Such bear farming is legal in China but the bears came from farms that violated regulations by mistreating the animals, the group says. Thirteen bears were handed over by the Sichuan Forestry Protection Department Friday but one was put to death because it was so ill, apparently from late-stage liver cancer.
China started allowing bear bile farming in the 1980s, saying it would protect wild Asiatic black bears by satisfying the market for bile with farmed products, according to Animals Asia. But the lack of reliable population data on black bears makes it difficult to evaluate whether it has been successful, the group said.
Wild bears are still poached because wild bile is believed to be better than farmed bile, it said.
Asiatic black bears are also known as moon bears because of a crescent shaped marking on their chests.
An estimated 7,000 bears are kept in China's 247 bile-harvesting farms, according to government estimates, but Animals Asia believes the number could be as high as 10,000.

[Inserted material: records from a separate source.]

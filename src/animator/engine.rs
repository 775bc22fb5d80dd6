//! Pure animation step functions
//!
//! [`advance`] applies one host tick to a run and [`elapse`] moves the
//! run's simulated clock, expiring markers. Neither touches wall-clock
//! time, so a test can replay an entire edit by calling them in a loop.

use std::time::Duration;

use tracing::{debug, trace};

use crate::catalog::AnimationPhase;

use super::state::{AnimatorConfig, AnimatorRun, Marker};

/// Highest phase index.
const LAST_PHASE: u8 = AnimationPhase::COUNT - 1;

/// What one tick did.
#[derive(Debug, Clone, Copy, PartialEq)]
pub struct TickReport {
    /// Progress after the tick
    pub progress: f64,
    /// Phase after the tick
    pub phase: AnimationPhase,
    /// Whether the tick moved the run into a new phase
    pub phase_changed: bool,
    /// Marker emitted on this tick, if any
    pub marker: Option<Marker>,
}

/// Result of applying a tick.
#[derive(Debug, Clone, Copy, PartialEq)]
pub enum TickOutcome {
    /// The run had already completed; nothing changed.
    Idle,
    /// Progress moved but has not reached 100.
    Advanced(TickReport),
    /// Progress reached 100 on this tick. Emitted once per run.
    Completed(TickReport),
}

/// Maps progress to a phase index: `floor(progress / 100 × 6)` in `0..=5`.
#[must_use]
#[allow(clippy::cast_possible_truncation, clippy::cast_sign_loss)]
pub fn phase_for(progress: f64) -> u8 {
    let raw = (progress.clamp(0.0, 100.0) / 100.0 * f64::from(AnimationPhase::COUNT)).floor();
    (raw as u8).min(LAST_PHASE)
}

/// Applies one tick to `run`.
///
/// Progress grows by the configured increment and is clamped at 100.
/// The phase is derived from the new progress and never moves backwards.
/// A marker is emitted with the configured probability, stamped with the
/// run's current simulated clock. Once the run has completed every
/// further call returns [`TickOutcome::Idle`] and the run unchanged.
#[must_use]
pub fn advance(run: &AnimatorRun, config: &AnimatorConfig) -> (AnimatorRun, TickOutcome) {
    if run.completed {
        return (run.clone(), TickOutcome::Idle);
    }

    let mut next = run.clone();
    next.ticks = next.ticks.saturating_add(1);
    next.progress = (next.progress + config.progress_increment).min(100.0);

    let phase = phase_for(next.progress).max(run.phase);
    next.phase = phase;

    let marker = if next.source.next_unit() < config.marker_probability {
        let marker = Marker {
            id: next.next_marker_id,
            emitted_at: next.clock,
            offset: next.source.next_unit(),
        };
        next.next_marker_id += 1;
        next.markers.push_back(marker);
        trace!(run = %next.run_id, marker = marker.id, "marker emitted");
        Some(marker)
    } else {
        None
    };

    let report = TickReport {
        progress: next.progress,
        phase: AnimationPhase::from_index(phase),
        phase_changed: phase != run.phase,
        marker,
    };

    if next.progress >= 100.0 {
        next.phase = LAST_PHASE;
        next.completed = true;
        debug!(run = %next.run_id, ticks = next.ticks, "animation complete");
        let report = TickReport {
            phase: AnimationPhase::Repair,
            phase_changed: run.phase != LAST_PHASE,
            ..report
        };
        return (next, TickOutcome::Completed(report));
    }

    (next, TickOutcome::Advanced(report))
}

/// Advances the run's simulated clock by `delta` and removes every marker
/// whose lifetime has run out, oldest first.
///
/// Returns the updated run and the markers that expired.
#[must_use]
pub fn elapse(
    run: &AnimatorRun,
    delta: Duration,
    config: &AnimatorConfig,
) -> (AnimatorRun, Vec<Marker>) {
    let mut next = run.clone();
    next.clock = next.clock.saturating_add(delta);

    let ttl = config.marker_ttl();
    let mut expired = Vec::new();
    while let Some(front) = next.markers.front() {
        if front.expires_at(ttl) > next.clock {
            break;
        }
        if let Some(marker) = next.markers.pop_front() {
            expired.push(marker);
        }
    }
    next.expired += expired.len() as u64;

    (next, expired)
}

The approved means of bile collection in China is through a permanent hole put in a bear's abdomen
- a process known as the "free drip" method.
Animals Asia says this still causes pain and the slow death of bears. But more painful methods ranging from inserting metal catheters and rubber tubes into the bears' abdomens, which have been banned by the government, are still believed to be used in China.
The latest bears were handed over to Animals Asia under an agreement made in 2000 with the government to receive sick bears from state and illegal farms. The bears were sent to the foundation's Moon Bear Rescue Center outside Chengdu, which has handled 260 freed bears since the agreement was signed.